The King and Queen of Sweden paid a royal visit to the University of Stirling today to learn about its world-leading dementia research.
His Majesty King Carl XVI Gustaf and Her Majesty Queen Silvia were greeted by Alan Simpson OBE, Lord-Lieutenant of Stirling and Falkirk, and the University’s Rector and Rector, Professor Sir Gerry McCormac, before meeting researchers based on Dementia Services Development Center at the Faculty of Social Sciences.
During a tour of the center’s dementia – friendly demonstration suites – a permanent display of rooms and equipment adapted to support the special needs of people living with dementia – the party learned the history of the unique research facility.

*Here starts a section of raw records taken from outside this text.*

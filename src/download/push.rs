use crate::download::outcome::NegotiationError;
use crate::download::source::{PushKey, RemoteSource};
use crate::net::BoxedStream;
use std::collections::HashMap;
use std::sync::atomic::{AtomicU64, Ordering};
use std::sync::{Arc, Mutex, MutexGuard};
use std::time::Duration;
use tokio::sync::oneshot;

/// Side channel that asks a firewalled source to connect back to us.
pub trait PushSender: Send + Sync {
    /// Returns false when no push route to the source exists.
    fn send_push(&self, source: &RemoteSource) -> bool;
}

/// For setups without a push route; every push fails immediately.
#[derive(Debug, Default)]
pub struct NoPushRoute;

impl PushSender for NoPushRoute {
    fn send_push(&self, _source: &RemoteSource) -> bool {
        false
    }
}

/// Which timeout applies to a push wait.
#[derive(Debug, Clone, Copy, PartialEq, Eq)]
pub enum PushClass {
    /// Source came from a direct search result or reply.
    Standard,
    /// Source learned via alternate-location gossip; these often went stale.
    Gossip,
}

struct Waiter {
    token: u64,
    tx: oneshot::Sender<BoxedStream>,
}

#[derive(Default)]
struct Inner {
    waiting: Mutex<HashMap<PushKey, Waiter>>,
    next_token: AtomicU64,
}

impl Inner {
    fn waiting(&self) -> MutexGuard<'_, HashMap<PushKey, Waiter>> {
        match self.waiting.lock() {
            Ok(g) => g,
            Err(poisoned) => poisoned.into_inner(),
        }
    }
}

/// Matches inbound push connections to the worker waiting for them.
/// Shared by every session of a process.
#[derive(Clone, Default)]
pub struct PushRegistry {
    inner: Arc<Inner>,
}

impl std::fmt::Debug for PushRegistry {
    fn fmt(&self, f: &mut std::fmt::Formatter<'_>) -> std::fmt::Result {
        f.debug_struct("PushRegistry")
            .field("waiting", &self.waiting_count())
            .finish()
    }
}

impl PushRegistry {
    pub fn new() -> Self {
        Self::default()
    }

    /// Starts waiting for `key`. A newer registration for the same key
    /// replaces the older one, whose wait then fails.
    pub fn register(&self, key: PushKey) -> PushWait {
        let token = self.inner.next_token.fetch_add(1, Ordering::Relaxed);
        let (tx, rx) = oneshot::channel();
        self.inner.waiting().insert(key.clone(), Waiter { token, tx });
        PushWait {
            registry: self.inner.clone(),
            key,
            token,
            rx: Some(rx),
        }
    }

    /// Hands `stream` to the worker waiting on this key. Returns false and
    /// drops the connection if nobody waits (late or duplicate push).
    pub fn accept_inbound(
        &self,
        file_name: &str,
        file_index: u64,
        source_id: &str,
        stream: BoxedStream,
    ) -> bool {
        let key = PushKey {
            file_name: file_name.to_string(),
            file_index,
            source_id: source_id.to_ascii_lowercase(),
        };
        let Some(waiter) = self.inner.waiting().remove(&key) else {
            tracing::debug!(
                file = %file_name,
                source_id = %crate::logging::redact_hex(source_id),
                "dropping unexpected push connection"
            );
            return false;
        };
        waiter.tx.send(stream).is_ok()
    }

    pub fn waiting_count(&self) -> usize {
        self.inner.waiting().len()
    }
}

/// One outstanding push wait. Dropping it unregisters the key.
pub struct PushWait {
    registry: Arc<Inner>,
    key: PushKey,
    token: u64,
    rx: Option<oneshot::Receiver<BoxedStream>>,
}

impl PushWait {
    pub async fn wait(mut self, limit: Duration) -> Result<BoxedStream, NegotiationError> {
        let Some(rx) = self.rx.take() else {
            return Err(NegotiationError::PushTimeout);
        };
        match tokio::time::timeout(limit, rx).await {
            Ok(Ok(stream)) => Ok(stream),
            Ok(Err(_)) | Err(_) => Err(NegotiationError::PushTimeout),
        }
    }
}

impl Drop for PushWait {
    fn drop(&mut self) {
        let mut waiting = self.registry.waiting();
        if waiting.get(&self.key).is_some_and(|w| w.token == self.token) {
            waiting.remove(&self.key);
        }
    }
}
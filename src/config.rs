use crate::download::rate_limit::RateLimiters;
use crate::download::selection::SelectionPolicy;
use crate::download::session::{RetryPolicy, SessionConfig};
use crate::download::types::ConnectionSpeed;
use serde::{Deserialize, Serialize};
use std::time::Duration;
use tracing_subscriber::EnvFilter;

fn default_log_level() -> String {
    "info".to_string()
}
fn default_data_dir() -> String {
    "data".to_string()
}
fn default_connection_speed() -> ConnectionSpeed {
    ConnectionSpeed::Broadband
}
fn default_chunk_size() -> u64 {
    crate::download::session::DEFAULT_CHUNK_SIZE
}
fn default_min_split_size() -> u64 {
    crate::download::session::MIN_SPLIT_SIZE
}
fn default_min_acceptable_speed() -> u64 {
    // Bytes per second; a victim slower than this loses its tail to a fresh source.
    500
}
fn default_true() -> bool {
    true
}
fn default_selection() -> SelectionPolicy {
    SelectionPolicy::BiasedRandom
}
fn default_hopeless_ratio() -> f64 {
    crate::download::block_state::DEFAULT_HOPELESS_RATIO
}
fn default_max_source_failures() -> u32 {
    5
}
fn default_max_queue_position() -> u32 {
    50
}
fn default_idle_wait_secs() -> u64 {
    5
}
fn default_locate_wait_secs() -> u64 {
    120
}
fn default_max_partial_rounds() -> u32 {
    3
}
fn default_connect_timeout_secs() -> u64 {
    10
}
fn default_push_timeout_secs() -> u64 {
    20
}
fn default_gossip_push_timeout_secs() -> u64 {
    6
}
fn default_io_timeout_secs() -> u64 {
    30
}
fn default_max_alts() -> usize {
    crate::download::mesh::DEFAULT_MAX_ALTS
}
fn default_failed_retry_secs() -> u64 {
    60
}
fn default_no_ranges_retry_secs() -> u64 {
    300
}
fn default_busy_none_active_secs() -> u64 {
    60
}
fn default_busy_some_active_secs() -> u64 {
    600
}
fn default_abandon_backoff_secs() -> u64 {
    1800
}
fn default_not_found_cooldown_secs() -> u64 {
    3600
}
fn default_min_queue_poll_secs() -> u64 {
    1
}
fn default_max_queue_poll_secs() -> u64 {
    180
}
fn default_persist_every_secs() -> u64 {
    30
}
fn default_max_connections() -> usize {
    64
}

#[derive(Debug, Clone, Default, Serialize, Deserialize)]
#[serde(default)]
pub struct Config {
    pub general: GeneralConfig,
    pub swarm: SwarmConfig,
    pub transfer: TransferConfig,
    pub retry: RetryConfig,
    pub service: ServiceConfig,
}

impl Config {
    /// Runtime tuning for each download session.
    pub fn session_config(&self) -> SessionConfig {
        let s = &self.swarm;
        let t = &self.transfer;
        let r = &self.retry;
        SessionConfig {
            swarm_capacity: s.connection_speed.swarm_capacity(),
            default_chunk_size: s.default_chunk_size.max(1),
            min_split_size: s.min_split_size.max(1),
            min_acceptable_speed: s.min_acceptable_speed,
            steal_small_tails: s.steal_small_tails,
            selection: s.selection,
            discard_corrupt: s.discard_corrupt,
            hopeless_ratio: s.hopeless_ratio.clamp(0.0, 1.0),
            max_source_failures: s.max_source_failures.max(1),
            max_queue_position: s.max_queue_position,
            min_queue_poll: Duration::from_secs(t.min_queue_poll_secs),
            max_queue_poll: Duration::from_secs(t.max_queue_poll_secs.max(t.min_queue_poll_secs)),
            idle_wait: Duration::from_secs(s.idle_wait_secs.max(1)),
            locate_wait: Duration::from_secs(s.locate_wait_secs),
            max_partial_rounds: s.max_partial_rounds,
            connect_timeout: Duration::from_secs(t.connect_timeout_secs),
            push_timeout: Duration::from_secs(t.push_timeout_secs),
            gossip_push_timeout: Duration::from_secs(t.gossip_push_timeout_secs),
            io_timeout: Duration::from_secs(t.io_timeout_secs),
            max_alts: t.max_alts_per_request,
            retry: RetryPolicy {
                failed: Duration::from_secs(r.failed_retry_after_secs),
                no_ranges: Duration::from_secs(r.no_ranges_retry_after_secs),
                busy_none_active: Duration::from_secs(r.busy_retry_none_active_secs),
                busy_some_active: Duration::from_secs(r.busy_retry_some_active_secs),
                abandon: Duration::from_secs(r.abandon_backoff_secs),
                not_found_cooldown: Duration::from_secs(r.not_found_cooldown_secs),
            },
        }
    }

    pub fn rate_limiters(&self) -> RateLimiters {
        RateLimiters::new(
            self.transfer.max_direct_bytes_per_sec,
            self.transfer.max_relayed_bytes_per_sec,
        )
    }
}

#[derive(Debug, Clone, Serialize, Deserialize)]
#[serde(default)]
pub struct GeneralConfig {
    pub log_level: String,
    pub data_dir: String,
}

#[derive(Debug, Clone, Serialize, Deserialize)]
#[serde(default)]
pub struct SwarmConfig {
    /// Sets how many workers a session runs at once.
    pub connection_speed: ConnectionSpeed,
    /// Lease size while no hash tree is known.
    pub default_chunk_size: u64,
    pub min_split_size: u64,
    pub min_acceptable_speed: u64,
    pub steal_small_tails: bool,
    pub selection: SelectionPolicy,
    /// Failed chunks are re-downloaded instead of kept.
    pub discard_corrupt: bool,
    /// Share of the file lost to corruption after which the user is asked.
    pub hopeless_ratio: f64,
    pub max_source_failures: u32,
    pub max_queue_position: u32,
    pub idle_wait_secs: u64,
    /// How long a session searches for sources before giving up.
    pub locate_wait_secs: u64,
    pub max_partial_rounds: u32,
}

#[derive(Debug, Clone, Serialize, Deserialize)]
#[serde(default)]
pub struct TransferConfig {
    pub connect_timeout_secs: u64,
    pub push_timeout_secs: u64,
    /// Push wait for sources learned through gossip, which are often stale.
    pub gossip_push_timeout_secs: u64,
    pub io_timeout_secs: u64,
    /// 0 = unlimited.
    pub max_direct_bytes_per_sec: u64,
    /// 0 = unlimited.
    pub max_relayed_bytes_per_sec: u64,
    pub max_alts_per_request: usize,
    /// A remote queue asking for a shorter or longer poll gets these.
    pub min_queue_poll_secs: u64,
    pub max_queue_poll_secs: u64,
    /// Open transfer connections across all downloads.
    pub max_connections: usize,
    /// TCP port for inbound push connections. 0 = no listener.
    pub listen_port: u16,
}

#[derive(Debug, Clone, Serialize, Deserialize)]
#[serde(default)]
pub struct RetryConfig {
    pub failed_retry_after_secs: u64,
    pub no_ranges_retry_after_secs: u64,
    pub busy_retry_none_active_secs: u64,
    pub busy_retry_some_active_secs: u64,
    pub abandon_backoff_secs: u64,
    pub not_found_cooldown_secs: u64,
}

#[derive(Debug, Clone, Serialize, Deserialize)]
#[serde(default)]
pub struct ServiceConfig {
    pub persist_every_secs: u64,
    /// Resume downloads that were running when the process stopped.
    pub auto_resume: bool,
    /// Answer given when no one is around to decide about corruption.
    pub keep_corrupt: bool,
}

impl Default for GeneralConfig {
    fn default() -> Self {
        Self {
            log_level: default_log_level(),
            data_dir: default_data_dir(),
        }
    }
}

impl Default for SwarmConfig {
    fn default() -> Self {
        Self {
            connection_speed: default_connection_speed(),
            default_chunk_size: default_chunk_size(),
            min_split_size: default_min_split_size(),
            min_acceptable_speed: default_min_acceptable_speed(),
            steal_small_tails: default_true(),
            selection: default_selection(),
            discard_corrupt: default_true(),
            hopeless_ratio: default_hopeless_ratio(),
            max_source_failures: default_max_source_failures(),
            max_queue_position: default_max_queue_position(),
            idle_wait_secs: default_idle_wait_secs(),
            locate_wait_secs: default_locate_wait_secs(),
            max_partial_rounds: default_max_partial_rounds(),
        }
    }
}

impl Default for TransferConfig {
    fn default() -> Self {
        Self {
            connect_timeout_secs: default_connect_timeout_secs(),
            push_timeout_secs: default_push_timeout_secs(),
            gossip_push_timeout_secs: default_gossip_push_timeout_secs(),
            io_timeout_secs: default_io_timeout_secs(),
            max_direct_bytes_per_sec: 0,
            max_relayed_bytes_per_sec: 0,
            max_alts_per_request: default_max_alts(),
            min_queue_poll_secs: default_min_queue_poll_secs(),
            max_queue_poll_secs: default_max_queue_poll_secs(),
            max_connections: default_max_connections(),
            listen_port: 0,
        }
    }
}

impl Default for RetryConfig {
    fn default() -> Self {
        Self {
            failed_retry_after_secs: default_failed_retry_secs(),
            no_ranges_retry_after_secs: default_no_ranges_retry_secs(),
            busy_retry_none_active_secs: default_busy_none_active_secs(),
            busy_retry_some_active_secs: default_busy_some_active_secs(),
            abandon_backoff_secs: default_abandon_backoff_secs(),
            not_found_cooldown_secs: default_not_found_cooldown_secs(),
        }
    }
}

impl Default for ServiceConfig {
    fn default() -> Self {
        Self {
            persist_every_secs: default_persist_every_secs(),
            auto_resume: default_true(),
            keep_corrupt: false,
        }
    }
}

pub fn init_tracing(config: &Config) {
    // Priority order:
    // 1) RUST_LOG
    // 2) general.log_level from config.toml
    // 3) info
    //
    // Example:
    // RUST_LOG=info,rust_swarm::download=debug
    let env_filter = std::env::var("RUST_LOG")
        .ok()
        .or_else(|| Some(config.general.log_level.clone()))
        .unwrap_or_else(|| "info".to_string());

    let filter = EnvFilter::try_new(env_filter).unwrap_or_else(|_| EnvFilter::new("info"));

    tracing_subscriber::fmt()
        .with_env_filter(filter)
        .with_target(true)
        .with_thread_ids(false)
        .with_thread_names(false)
        .compact()
        .init();
}

#[cfg(test)]
mod tests {
    use super::*;

    #[test]
    fn partial_toml_keeps_defaults_for_missing_fields() {
        let cfg: Config = toml::from_str(
            r#"
            [swarm]
            connection_speed = "t3"
            selection = "sequential"

            [retry]
            failed_retry_after_secs = 5
            "#,
        )
        .expect("parse");
        let session = cfg.session_config();
        assert_eq!(session.swarm_capacity, 8);
        assert_eq!(session.selection, SelectionPolicy::Sequential);
        assert_eq!(session.retry.failed, Duration::from_secs(5));
        assert_eq!(session.retry.busy_some_active, Duration::from_secs(600));
        assert_eq!(session.default_chunk_size, 100_000);
        assert_eq!(session.min_queue_poll, Duration::from_secs(1));
        assert_eq!(session.max_queue_poll, Duration::from_secs(180));
        assert_eq!(cfg.general.data_dir, "data");
    }

    #[test]
    fn defaults_roundtrip_through_toml() {
        let text = toml::to_string_pretty(&Config::default()).expect("serialize");
        let back: Config = toml::from_str(&text).expect("parse");
        assert_eq!(back.swarm.max_queue_position, 50);
        assert!(back.service.auto_resume);
        assert_eq!(back.session_config().swarm_capacity, 6);
    }
}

The royal family has an existing interest in dementia with Queen Silvia who founded the charity foundation Silviahemmet, which offers educational programs and care for those living with dementia and their families.
Silviahemmet also supports a large research project, led by Professor Alison Bowes at Stirling, to develop innovations in housing that can better support people living with cognitive conditions, such as dementia, to stay in their own homes.
The project, Designing Homes for Healthy Cognitive Aging (DesHCA) funded by the ESRC under the Healthy Aging Challenge program, brings together Scotland’s leading experts in dementia and dementia design, the construction industry, architects, housing providers and those living with dementia and their families to create patterns of future-proof living that will meet the needs of the world’s aging population.
Rector and Rector of the University of Stirling, Professor Sir Gerry McCormac, said: “We were very pleased to welcome their Majesty the King and Queen of Sweden to the university campus today. This was an important opportunity to showcase the world-leading, transformative and life-changing research led by the university and to recognize the royal couple’s support for this work. ”
Professor Alison Bowes, dean of the Faculty of Social Sciences and principal investigator of the DesHCA project, said: “It is an honor to host the King and Queen today and show the breadth and importance of the research carried out here.
“Dementia is a condition that affects everyone. Approximately 10 million new cases are diagnosed each year, and with the aging of the population worldwide, the demand for new care technologies, new housing models and innovations to help people stay independent longer.
“Collaborations such as our project with Silviahemmet and our other partners bring together research, industry and practice to ensure that these solutions are delivered and make a difference for people all over the world.”